Resolution 64/292 from 28 July 2010 accepted by the United Nations General Assembly established that the realization of all the human rights cannot be continued without satisfying the essential human needs which are clean drinking water and sanitation. This Resolution draws the attention of States and international organizations to the problem of lack of these essentials in developing countries and thus, the urgent need for financial help to improve the situation. Safe, clean and accessible water and sanitation have to be provided for all.

What is needed?

  • World Health Organisation (WHO) informs that 50-100 liters of water is needed for one person per day, in order to enable him or her to satisfy the basic needs. The water supplies must be sufficient and continuous, so as to make it possible to satisfy the needs of drinking, personal sanitation, hygiene, washing clothes and preparing meals.
  • The water must be safe which means that it is free from dangerous organisms or substances. There are the World Health Organization (WHO) Guidelines for drinking-water quality which specify the needed standards ensuring safety of drinking water.
  • Water and sanitation must be within easy reach for everyone. WHO established that the source of water has to be placed no further than 1,000 meters from the home and the time to get water cannot be longer than 30 minutes.
  • Water has to be affordable for everybody.
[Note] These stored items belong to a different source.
//! `validate` command

use std::collections::BTreeMap;
use std::path::PathBuf;
use std::process::ExitCode;

use clap::Args;

use crate::config::AppConfig;
use crate::domain::CheckerKind;
use crate::infrastructure::dataset::DatasetLoader;

#[derive(Args, Clone)]
pub struct ValidateArgs {
    /// Dataset directory or file (defaults to `dataset.path`)
    pub path: Option<PathBuf>,

    /// Limit the number of records read
    #[arg(long)]
    pub max_samples: Option<usize>,
}

pub async fn run(args: ValidateArgs, config: &AppConfig) -> anyhow::Result<ExitCode> {
    let path = args.path.unwrap_or_else(|| config.dataset.path.clone());
    let cases = DatasetLoader::new(&path)
        .with_max_samples(args.max_samples.or(config.dataset.max_samples))
        .load()
        .await?;

    let mut per_kind: BTreeMap<CheckerKind, usize> = BTreeMap::new();
    for case in &cases {
        *per_kind.entry(case.checker_kind()).or_default() += 1;
    }

    for (kind, count) in &per_kind {
        println!("{:<36} {:<16} {:>6}", kind.as_str(), kind.group().as_str(), count);
    }
    println!("{} test cases in '{}'", cases.len(), path.display());

    Ok(ExitCode::SUCCESS)
}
The United Nations Development Programme (UNDP) informs that water cost per household should be not higher than 3 percent of its whole income.
  • Water must be acceptable. All water facilities and services must operate in accordance with certain culture and gender, lifecycle and privacy requirements.

Drinking water facts

  • Rural regions of Sub-Saharan Africa rely on unprotected wells which are potential sources of many pathogens. Millions of the inhabitants in this area share water sources with animals.
  • Women in Africa and Asia go averagely 6 kilometers to get water for their household.
  • In Europe the average amount of water used every day is somewhere between 200-300 liters. Less than 10 liters of water is used in Mozambique, which is caused by the long distance between the water source and home.
  • A lactating woman needs about 7.5 liters of water a day.
  • Around half of the people living in developing countries suffer from illnesses caused by bad water and sanitation conditions. Unsafe water and poor sanitation are together the second biggest children killer in the world.
  • In Tajikistan a third of inhabitants uses water from canals and irrigation ditches.
  • In Senegal over a half of 5000 surveyed schools had no water supply and almost a half had no sanitation facilities. If there is sanitation at school, often it is for both boys and girls, which results in girls avoiding using it.
  • In slum areas of Jakarta, Manila and Nairobi water costs are 5 to 10 times higher than in high-income areas in those same cities and in London or New York.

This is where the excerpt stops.